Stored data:
----

//! Diagnostic error types for AST construction and validation.
//!
//! Construction errors come from the builder functions in [`super::build`]
//! when an input violates a node kind's shape contract. Validation errors
//! come from [`super::validate`] when a finished tree cannot be executed.

use miette::Diagnostic;
use thiserror::Error;

use super::NodeKind;

/// Errors raised while building AST nodes.
#[derive(Debug, Error, Diagnostic)]
pub enum AstError {
    #[error("empty scope")]
    #[diagnostic(
        code(ontc::ast::empty_scope),
        help("A scope path needs at least one non-empty identifier segment.")
    )]
    EmptyScope,

    #[error("scope identifier has to be a string, got {actual:?}")]
    #[diagnostic(
        code(ontc::ast::scope_not_identifier),
        help("Scope segments are identifiers. Pass a string node built with `new_str`.")
    )]
    ScopeNotIdentifier { actual: NodeKind },

    #[error("unknown operator: {operator:?}")]
    #[diagnostic(
        code(ontc::ast::unknown_operator),
        help(
            "Binary operators are `+ - * / % = & | ^ < >` and \
             `== != && || <= >= << >>`."
        )
    )]
    UnknownOperator { operator: String },

    #[error("unknown {affix} unary operator: {operator:?}")]
    #[diagnostic(
        code(ontc::ast::unknown_unary),
        help("Prefix operators are `+ - ++ --`; postfix operators are `++ --`.")
    )]
    InvalidUnaryOperator { affix: &'static str, operator: String },

    #[error("fact relation is missing")]
    #[diagnostic(
        code(ontc::ast::relation_missing),
        help("A triple fact is written `subject relation object;` and needs a relation scope.")
    )]
    RelationMissing,

    #[error("{slot}: expected {expected}, got {actual:?}")]
    #[diagnostic(
        code(ontc::ast::unexpected_kind),
        help(
            "A builder received a child of the wrong kind. \
             Check the order of the arguments passed to the builder."
        )
    )]
    UnexpectedKind {
        slot: &'static str,
        expected: &'static str,
        actual: NodeKind,
    },

    #[error("cannot convert {actual:?} into a sequence, only compound blocks convert")]
    #[diagnostic(
        code(ontc::ast::not_compound),
        help("Only nodes created with `new_compound` can be re-tagged as sequences.")
    )]
    NotCompound { actual: NodeKind },

    #[error("{actual:?} does not hold a statement list")]
    #[diagnostic(
        code(ontc::ast::not_sequence_kind),
        help(
            "`add_seq` appends to translation units, compound blocks, \
             sequences and class specs only."
        )
    )]
    NotSequenceKind { actual: NodeKind },
}

/// Convenience alias for AST construction.
pub type AstResult<T> = std::result::Result<T, AstError>;

/// Errors raised when a parsed program cannot be executed.
#[derive(Debug, Error, Diagnostic)]
pub enum ValidationError {
    #[error("AST empty")]
    #[diagnostic(
        code(ontc::ast::empty_program),
        help("The source file contains no items. Add at least a `fn main() {{ }}`.")
    )]
    EmptyProgram,

    #[error("program root is {actual:?}, expected a translation unit")]
    #[diagnostic(
        code(ontc::ast::not_translation_unit),
        help("Build the program root with `new_translation_unit`.")
    )]
    NotTranslationUnit { actual: NodeKind },

    #[error("invalid fn sig: item {index} has a {actual:?} identifier")]
    #[diagnostic(
        code(ontc::ast::invalid_signature),
        help("Function signatures must be named with a plain identifier string.")
    )]
    InvalidSignature { index: usize, actual: NodeKind },

    #[error("missing {name} function")]
    #[diagnostic(
        code(ontc::ast::entry_point_missing),
        help("Define the entry point, e.g. `fn {name}() {{ println(\"hello\"); }}`.")
    )]
    EntryPointMissing { name: String },
}

/// Convenience alias for AST validation.
pub type ValidationResult<T> = std::result::Result<T, ValidationError>;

----

_BRIEF:_ Find the word "enum" in the data and show each line that holds it.

_RESPONSE TO THE TASK:_
pub enum AstError {
pub enum ValidationError {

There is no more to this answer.